Search code examples
pythonmachine-learninglinear-regressionpolynomials

How to find the best degree of polynomials?


I'm new to Machine Learning and currently got stuck with this. First I use linear regression to fit the training set but get very large RMSE. Then I tried using polynomial regression to reduce the bias.

import numpy as np
from sklearn.linear_model import LinearRegression
from sklearn.preprocessing import PolynomialFeatures
from sklearn.metrics import mean_squared_error

poly_features = PolynomialFeatures(degree=2, include_bias=False)
X_poly = poly_features.fit_transform(X)
poly_reg = LinearRegression()
poly_reg.fit(X_poly, y)

poly_predict = poly_reg.predict(X_poly)
poly_mse = mean_squared_error(X, poly_predict)
poly_rmse = np.sqrt(poly_mse)
poly_rmse

Then I got slightly better result than linear regression, then I continued to set degree = 3/4/5, the result kept getting better. But it might be somewhat overfitting as degree increased.

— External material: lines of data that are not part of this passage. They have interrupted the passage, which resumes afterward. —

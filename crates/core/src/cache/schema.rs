//! Cache schema definitions and migration runner.
//!
//! Migrations are SQL strings applied in order. The SQLite `user_version`
//! pragma tracks which migrations have already been applied.

use rusqlite::Connection;
use tracing::{debug, info};

use crate::errors::CacheError;

/// All migrations, in order. Each entry is `(version, description, sql)`.
static MIGRATIONS: &[(u32, &str, &str)] = &[
    (
        1,
        "namespaced key-value table",
        r#"
        CREATE TABLE IF NOT EXISTS kv (
            namespace   TEXT NOT NULL,
            key         TEXT NOT NULL,
            value       TEXT NOT NULL,
            updated_at  TEXT NOT NULL,
            PRIMARY KEY (namespace, key)
        );
        "#,
    ),
];

/// Run all pending migrations against `conn`.
pub fn run_migrations(conn: &Connection) -> Result<(), CacheError> {
    let current_version = get_schema_version(conn)?;
    info!(
        current_version,
        target_version = MIGRATIONS.last().map(|m| m.0).unwrap_or(0),
        "checking cache migrations"
    );

    for &(version, description, sql) in MIGRATIONS {
        if version > current_version {
            info!(version, description, "applying migration");
            conn.execute_batch(sql)
                .map_err(|e| CacheError::MigrationFailed {
                    version,
                    detail: e.to_string(),
                })?;
            set_schema_version(conn, version)?;
            debug!(version, "migration applied successfully");
        }
    }

    Ok(())
}

fn get_schema_version(conn: &Connection) -> Result<u32, CacheError> {
    let version: u32 = conn.pragma_query_value(None, "user_version", |row| row.get(0))?;
    Ok(version)
}

fn set_schema_version(conn: &Connection, version: u32) -> Result<(), CacheError> {
    conn.pragma_update(None, "user_version", version)?;
    Ok(())
}

#[cfg(test)]
mod tests {
    use super::*;

    #[test]
    fn test_migrations_run_idempotently() {
        let conn = Connection::open_in_memory().unwrap();
        run_migrations(&conn).unwrap();
        run_migrations(&conn).unwrap();
        assert_eq!(get_schema_version(&conn).unwrap(), 1);
    }

    #[test]
    fn test_kv_table_created() {
        let conn = Connection::open_in_memory().unwrap();
        run_migrations(&conn).unwrap();

        let count: i64 = conn
            .query_row(
                "SELECT COUNT(*) FROM sqlite_master WHERE type = 'table' AND name = 'kv'",
                [],
                |row| row.get(0),
            )
            .unwrap();
        assert_eq!(count, 1);
    }
}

The best degree of polynomial should be the degree that generates the lowest RMSE in cross validation set. But I don't have any idea how to achieve that. Should I use GridSearchCV? or any other method?

Much appreciate if you could me with this.


Solution

  • You should provide the data for X/Y next time, or something dummy, it'll be faster and provide you with a specific solution. For now I've created a dummy equation of the form y = X**4 + X**3 + X + 1.

    There are many ways you can improve on this, but a quick iteration to find the best degree is to simply fit your data on each degree and pick the degree with the best performance (e.g., lowest RMSE).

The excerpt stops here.